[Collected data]
################
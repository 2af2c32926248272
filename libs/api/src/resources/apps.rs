//! DaemonSet, Pod and Node.

use chrono::{DateTime, Utc};
use serde::{Deserialize, Serialize};
use virtops_id::Generation;
use virtops_reconcile::IntOrString;

use crate::{impl_resource, ObjectMeta};

/// Label carrying the template hash a pod was created from.
pub const CONTROLLER_REVISION_HASH: &str = "controller-revision-hash";

#[derive(Debug, Clone, Default, PartialEq, Serialize, Deserialize)]
#[serde(rename_all = "camelCase")]
pub struct DaemonSet {
    pub metadata: ObjectMeta,
    pub spec: DaemonSetSpec,
    #[serde(default)]
    pub status: DaemonSetStatus,
}

impl_resource!(DaemonSet, "DaemonSet");

impl DaemonSet {
    pub fn max_unavailable(&self) -> &IntOrString {
        &self.spec.update_strategy.rolling_update.max_unavailable
    }

    pub fn set_max_unavailable(&mut self, value: IntOrString) {
        self.spec.update_strategy.rolling_update.max_unavailable = value;
    }
}

#[derive(Debug, Clone, Default, PartialEq, Serialize, Deserialize)]
#[serde(rename_all = "camelCase")]
pub struct DaemonSetSpec {
    /// Pod template, kept opaque.
    pub template: serde_json::Value,
    #[serde(default)]
    pub update_strategy: DaemonSetUpdateStrategy,
}

#[derive(Debug, Clone, Default, PartialEq, Serialize, Deserialize)]
#[serde(rename_all = "camelCase")]
pub struct DaemonSetUpdateStrategy {
    #[serde(default)]
    pub rolling_update: RollingUpdateDaemonSet,
}

#[derive(Debug, Clone, PartialEq, Serialize, Deserialize)]
#[serde(rename_all = "camelCase")]
pub struct RollingUpdateDaemonSet {
    pub max_unavailable: IntOrString,
}

impl Default for RollingUpdateDaemonSet {
    fn default() -> Self {
        Self {
            max_unavailable: IntOrString::Int(1),
        }
    }
}

#[derive(Debug, Clone, Default, PartialEq, Serialize, Deserialize)]
#[serde(rename_all = "camelCase")]
pub struct DaemonSetStatus {
    #[serde(default)]
    pub desired_number_scheduled: i32,
    #[serde(default)]
    pub number_ready: i32,
    #[serde(default)]
    pub updated_number_scheduled: i32,
    #[serde(default)]
    pub number_unavailable: i32,
    #[serde(default, skip_serializing_if = "Option::is_none")]
    pub observed_generation: Option<Generation>,
}

// =============================================================================
// Pod
// =============================================================================

#[derive(Debug, Clone, Default, PartialEq, Serialize, Deserialize)]
#[serde(rename_all = "camelCase")]
pub struct Pod {
    pub metadata: ObjectMeta,
    pub spec: PodSpec,
    #[serde(default)]
    pub status: PodStatus,
}

impl_resource!(Pod, "Pod");

impl Pod {
    pub fn revision_hash(&self) -> Option<&str> {
        self.metadata
            .labels
            .get(CONTROLLER_REVISION_HASH)
            .map(String::as_str)
    }

    pub fn is_ready(&self) -> bool {
        self.status.ready
    }
}

#[derive(Debug, Clone, Default, PartialEq, Serialize, Deserialize)]
#[serde(rename_all = "camelCase")]
pub struct PodSpec {
    pub node_name: String,
    #[serde(default, skip_serializing_if = "serde_json::Value::is_null")]
    pub template: serde_json::Value,
}

#[derive(Debug, Clone, Default, PartialEq, Serialize, Deserialize)]
#[serde(rename_all = "camelCase")]
pub struct PodStatus {
    #[serde(default)]
    pub ready: bool,
    #[serde(default, skip_serializing_if = "Option::is_none")]
    pub start_time: Option<DateTime<Utc>>,
}

// =============================================================================
// Node
// =============================================================================

#[derive(Debug, Clone, Default, PartialEq, Serialize, Deserialize)]
#[serde(rename_all = "camelCase")]
pub struct Node {
    pub metadata: ObjectMeta,
    #[serde(default)]
    pub spec: NodeSpec,
}

impl_resource!(Node, "Node");

impl Node {
    pub fn new(name: impl Into<String>) -> Self {
        Self {
            metadata: ObjectMeta::named("", name),
            spec: NodeSpec::default(),
        }
    }

    pub fn is_schedulable(&self) -> bool {
        !self.spec.unschedulable
    }
}

#[derive(Debug, Clone, Default, PartialEq, Serialize, Deserialize)]
#[serde(rename_all = "camelCase")]
pub struct NodeSpec {
    #[serde(default)]
    pub unschedulable: bool,
}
################
* **WORK ORDER**
How many lines in the records hold the string "DaemonSetSpec"? The number alone is the answer.

* **OUTPUT OF THE TASK**
2